DEV Community 3h ago

Build a Minimal WebMCP Agent with Playwright and Gemini

Prerequisites

For this example, you need:

Node.js 20+
Google Chrome
A Gemini API key

Prepare the Solution

The first thing we need to do is enable WebMCP in Chrome. WebMCP is still experimental, so for local development it must be enabled through a Chrome flag:

Open Chrome and navigate to chrome://flags/#enable-webmcp-testing
Set the flag to Enabled.
Relaunch Chrome to apply the changes.

After that, we can create a small Node.js project:

mkdir custom-agent
cd custom-agent
npm init -y

Next, install Playwright as a development dependency. I also use tsx to run TypeScript files directly and dotenv to read environment variables from a .env file:

npm install -D playwright tsx dotenv typescript @types/node

This gives us everything we need to run TypeScript code, open Chrome and access environment variables. Because the agent will also call an AI model, we need to install the Gemini SDK. For this example, I use @google/genai:

npm install @google/genai

The last preparation step is to add a script to package.json:

{
  "scripts": {
    "agent": "tsx agent.ts"
  }
}

This command will run the agent.ts file, where we will put the main logic.

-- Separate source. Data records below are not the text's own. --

//! Attribute tables and the table-driven class descriptor.

use crate::attributes::{
    AttrType, AttrValue, UiAttributes, format_bool, format_number, format_point, format_rect,
    parse_bool, parse_float, parse_int, parse_point, parse_rect,
};
use crate::catalog::ResourceCatalog;
use crate::tree::ViewNode;
use kurbo::Size;

/// One attribute a view class understands.
#[derive(Debug, Clone, Copy, PartialEq)]
pub struct AttrSpec {
    pub name: &'static str,
    pub ty: AttrType,
    /// Value written into freshly created views.
    pub default: Option<&'static str>,
    /// Allowed values for [`AttrType::List`] attributes.
    pub values: &'static [&'static str],
    /// Inclusive range for numeric attributes; out-of-range values are clamped.
    pub range: Option<(f64, f64)>,
}

impl AttrSpec {
    pub const fn new(name: &'static str, ty: AttrType) -> Self {
        Self {
            name,
            ty,
            default: None,
            values: &[],
            range: None,
        }
    }

    /// A list attribute choosing among `values`.
    pub const fn list(name: &'static str, values: &'static [&'static str]) -> Self {
        Self {
            name,
            ty: AttrType::List,
            default: None,
            values,
            range: None,
        }
    }

    pub const fn with_default(self, default: &'static str) -> Self {
        Self {
            name: self.name,
            ty: self.ty,
            default: Some(default),
            values: self.values,
            range: self.range,
        }
    }

    pub const fn with_range(self, min: f64, max: f64) -> Self {
        Self {
            name: self.name,
            ty: self.ty,
            default: self.default,
            values: self.values,
            range: Some((min, max)),
        }
    }
}

/// Find the spec named `name` in a table.
pub fn find_spec<'a>(specs: &'a [AttrSpec], name: &str) -> Option<&'a AttrSpec> {
    specs.iter().find(|s| s.name == name)
}

/// The default values of a table as string attributes.
pub fn defaults_of(specs: &[AttrSpec]) -> UiAttributes {
    specs
        .iter()
        .filter_map(|s| s.default.map(|d| (s.name, d)))
        .collect()
}

/// Parse `text` according to `spec`. `None` when the text does not fit the
/// attribute's grammar or names a resource the catalog does not know.
pub fn parse_value(spec: &AttrSpec, text: &str, catalog: &ResourceCatalog) -> Option<AttrValue> {
    let clamp = |v: f64| match spec.range {
        Some((min, max)) => v.clamp(min, max),
        None => v,
    };
    match spec.ty {
        AttrType::Boolean => parse_bool(text).map(AttrValue::Bool),
        AttrType::Integer => parse_int(text).map(|v| {
            let v = match spec.range {
                Some((min, max)) => v.clamp(min as i64, max as i64),
                None => v,
            };
            AttrValue::Integer(v)
        }),
        AttrType::Float => parse_float(text).map(|v| AttrValue::Float(clamp(v))),
        AttrType::String => Some(AttrValue::String(text.to_string())),
        AttrType::Color => catalog.resolve_color(text).map(AttrValue::Color),
        AttrType::Font => catalog.resolve_font(text).map(AttrValue::Font),
        AttrType::Bitmap => Some(AttrValue::Bitmap(catalog.resolve_bitmap(text))),
        AttrType::Point => parse_point(text).map(AttrValue::Point),
        AttrType::Rect => parse_rect(text).map(AttrValue::Rect),
        AttrType::Tag => catalog.resolve_tag(text).map(AttrValue::Tag),
        AttrType::List => spec
            .values
            .contains(&text)
            .then(|| AttrValue::String(text.to_string())),
    }
}

/// Render a value back into the grammar [`parse_value`] accepts.
pub fn format_value(value: &AttrValue, catalog: &ResourceCatalog) -> String {
    match value {
        AttrValue::Bool(b) => format_bool(*b),
        AttrValue::Integer(i) => i.to_string(),
        AttrValue::Float(f) => format_number(*f),
        AttrValue::String(s) => s.clone(),
        AttrValue::Color(c) => catalog.color_string(c),
        AttrValue::Font(f) => catalog.font_string(f),
        AttrValue::Bitmap(b) => catalog.bitmap_string(b),
        AttrValue::Point(p) => format_point(*p),
        AttrValue::Rect(r) => format_rect(*r),
        AttrValue::Tag(t) => catalog.tag_string(t),
    }
}

/// Apply every attribute of `attrs` that appears in `specs`. Values that fail
/// to parse leave the node untouched.
pub fn apply_specs(
    specs: &[AttrSpec],
    node: &mut ViewNode,
    attrs: &UiAttributes,
    catalog: &ResourceCatalog,
) {
    for spec in specs {
        let Some(text) = attrs.get(spec.name) else {
            continue;
        };
        match parse_value(spec, text, catalog) {
            Some(value) => node.set_value(spec.name, value),
            None => log::trace!(
                "skipping {} attribute '{}' = {:?} on {}",
                spec.ty,
                spec.name,
                text,
                node.class()
            ),
        }
    }
}

/// Read an attribute from `specs`, falling back to its default when unset.
pub fn read_spec(
    specs: &[AttrSpec],
    node: &ViewNode,
    name: &str,
    catalog: &ResourceCatalog,
) -> Option<String> {
    let spec = find_spec(specs, name)?;
    match node.value(name) {
        Some(value) => Some(format_value(value, catalog)),
        None => spec.default.map(str::to_string),
    }
}

/// Candidate values for an attribute: list members, or catalog names for
/// resource-typed attributes.
pub fn possible_values_of(spec: &AttrSpec, catalog: &ResourceCatalog) -> Option<Vec<String>> {
    let names: Vec<String> = match spec.ty {
        AttrType::List => spec.values.iter().map(|v| v.to_string()).collect(),
        AttrType::Color => catalog.color_names().map(str::to_string).collect(),
        AttrType::Font => catalog.font_names().map(str::to_string).collect(),
        AttrType::Bitmap => catalog.bitmap_names().map(str::to_string).collect(),
        AttrType::Tag => catalog.tag_names().map(str::to_string).collect(),
        _ => return None,
    };
    Some(names)
}

/// Per-class behavior bundle: construction, attribute application, inspection
/// and read-back.
///
/// The registry walks a class's descriptor chain from the root class to the
/// leaf, so each descriptor only handles its own attributes.
pub trait ViewCreator: Send + Sync {
    fn class_name(&self) -> &'static str;

    /// Class this one extends. Only the root class returns `None`.
    fn base_class(&self) -> Option<&'static str>;

    fn display_name(&self) -> &'static str {
        self.class_name()
    }

    /// Whether views of this class may hold children. Inherited by subclasses.
    fn is_container(&self) -> bool {
        false
    }

    /// Attributes introduced by this class (not its bases).
    fn attributes(&self) -> &'static [AttrSpec];

    /// Construct an unconfigured node of this class.
    fn create(&self) -> ViewNode {
        ViewNode::new(self.class_name())
    }

    fn apply(&self, node: &mut ViewNode, attrs: &UiAttributes, catalog: &ResourceCatalog) {
        apply_specs(self.attributes(), node, attrs, catalog);
    }

    fn read(&self, node: &ViewNode, name: &str, catalog: &ResourceCatalog) -> Option<String> {
        read_spec(self.attributes(), node, name, catalog)
    }

    fn possible_values(&self, name: &str, catalog: &ResourceCatalog) -> Option<Vec<String>> {
        possible_values_of(find_spec(self.attributes(), name)?, catalog)
    }

    /// Natural size of `node` for size-to-fit, if the class has one.
    fn preferred_size(&self, _node: &ViewNode, _catalog: &ResourceCatalog) -> Option<Size> {
        None
    }
}

/// Computes a natural size for a node.
pub type PreferredSizeFn = fn(&ViewNode, &ResourceCatalog) -> Option<Size>;

/// A descriptor defined entirely by its attribute table.
#[derive(Debug, Clone, Copy)]
pub struct ClassDescriptor {
    pub name: &'static str,
    pub base: Option<&'static str>,
    pub display_name: &'static str,
    pub container: bool,
    pub attributes: &'static [AttrSpec],
    pub preferred_size: Option<PreferredSizeFn>,
}

impl ClassDescriptor {
    pub const fn new(name: &'static str, base: Option<&'static str>, attributes: &'static [AttrSpec]) -> Self {
        Self {
            name,
            base,
            display_name: name,
            container: false,
            attributes,
            preferred_size: None,
        }
    }
}

impl ViewCreator for ClassDescriptor {
    fn class_name(&self) -> &'static str {
        self.name
    }

    fn base_class(&self) -> Option<&'static str> {
        self.base
    }

    fn display_name(&self) -> &'static str {
        self.display_name
    }

    fn is_container(&self) -> bool {
        self.container
    }

    fn attributes(&self) -> &'static [AttrSpec] {
        self.attributes
    }

    fn preferred_size(&self, node: &ViewNode, catalog: &ResourceCatalog) -> Option<Size> {
        self.preferred_size.and_then(|f| f(node, catalog))
    }
}

#[cfg(test)]
mod tests {
    use super::*;
    use crate::attributes::{ColorRef, Rgba};

    const SPECS: &[AttrSpec] = &[
        AttrSpec::new("opacity", AttrType::Float).with_default("1").with_range(0.0, 1.0),
        AttrSpec::new("color", AttrType::Color),
        AttrSpec::list("align", &["left", "center", "right"]).with_default("center"),
    ];

    #[test]
    fn test_parse_failures_are_skipped() {
        let catalog = ResourceCatalog::new();
        let mut node = ViewNode::new("View");
        apply_specs(SPECS, &mut node, &UiAttributes::new().with("color", "#ff0000ff"), &catalog);
        apply_specs(SPECS, &mut node, &UiAttributes::new().with("color", "nonexistent"), &catalog);
        assert_eq!(
            node.value("color"),
            Some(&AttrValue::Color(ColorRef::Literal(Rgba::new(255, 0, 0, 255))))
        );
    }

    #[test]
    fn test_range_clamps() {
        let catalog = ResourceCatalog::new();
        let mut node = ViewNode::new("View");
        apply_specs(SPECS, &mut node, &UiAttributes::new().with("opacity", "3"), &catalog);
        assert_eq!(read_spec(SPECS, &node, "opacity", &catalog).as_deref(), Some("1"));
    }

    #[test]
    fn test_list_rejects_unknown_members() {
        let catalog = ResourceCatalog::new();
        let mut node = ViewNode::new("View");
        apply_specs(SPECS, &mut node, &UiAttributes::new().with("align", "justify"), &catalog);
        assert_eq!(read_spec(SPECS, &node, "align", &catalog).as_deref(), Some("center"));
        assert_eq!(
            possible_values_of(&SPECS[2], &catalog),
            Some(vec!["left".to_string(), "center".to_string(), "right".to_string()])
        );
    }

    #[test]
    fn test_defaults_of() {
        let defaults = defaults_of(SPECS);
        assert_eq!(defaults.get("opacity"), Some("1"));
        assert!(!defaults.contains("color"));
    }
}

Check if modelContext Exists

Now that the project is prepared, let's create the first version of agent.ts. At this stage, I only want to check whether modelContext is available inside the browser page.

import { chromium } from "playwright";

const gameUrl = process.argv[2] ?? "http://localhost:5173";

async function main() {
  const context = await chromium.launchPersistentContext(
    "./.chrome-agent-profile",
    {
      channel: "chrome",
      headless: false,
      args: ["--enable-experimental-web-platform-features"],
    },
  );

  const page = await context.newPage();
  await page.goto(gameUrl, { waitUntil: "networkidle" });

  const result = await page.evaluate(() => ({
    userAgent: navigator.userAgent,
    hasNavigatorModelContext: "modelContext" in navigator,
    hasDocumentModelContext: "modelContext" in document,
  }));

  console.log(result);
}

main().catch((error) => {
  console.error(error);
  process.exit(1);
});

This code opens Chrome, navigates to the game page, and checks if modelContext exists on navigator or document. One important detail is that I am not using the bundled Chromium from Playwright. Instead, I am opening the real Chrome installed on my machine by using launchPersistentContext with channel: "chrome". This matters because WebMCP is still experimental. In my case, the isolated Chromium browser did not discover the WebMCP tools correctly, while real Chrome with the enabled flag worked.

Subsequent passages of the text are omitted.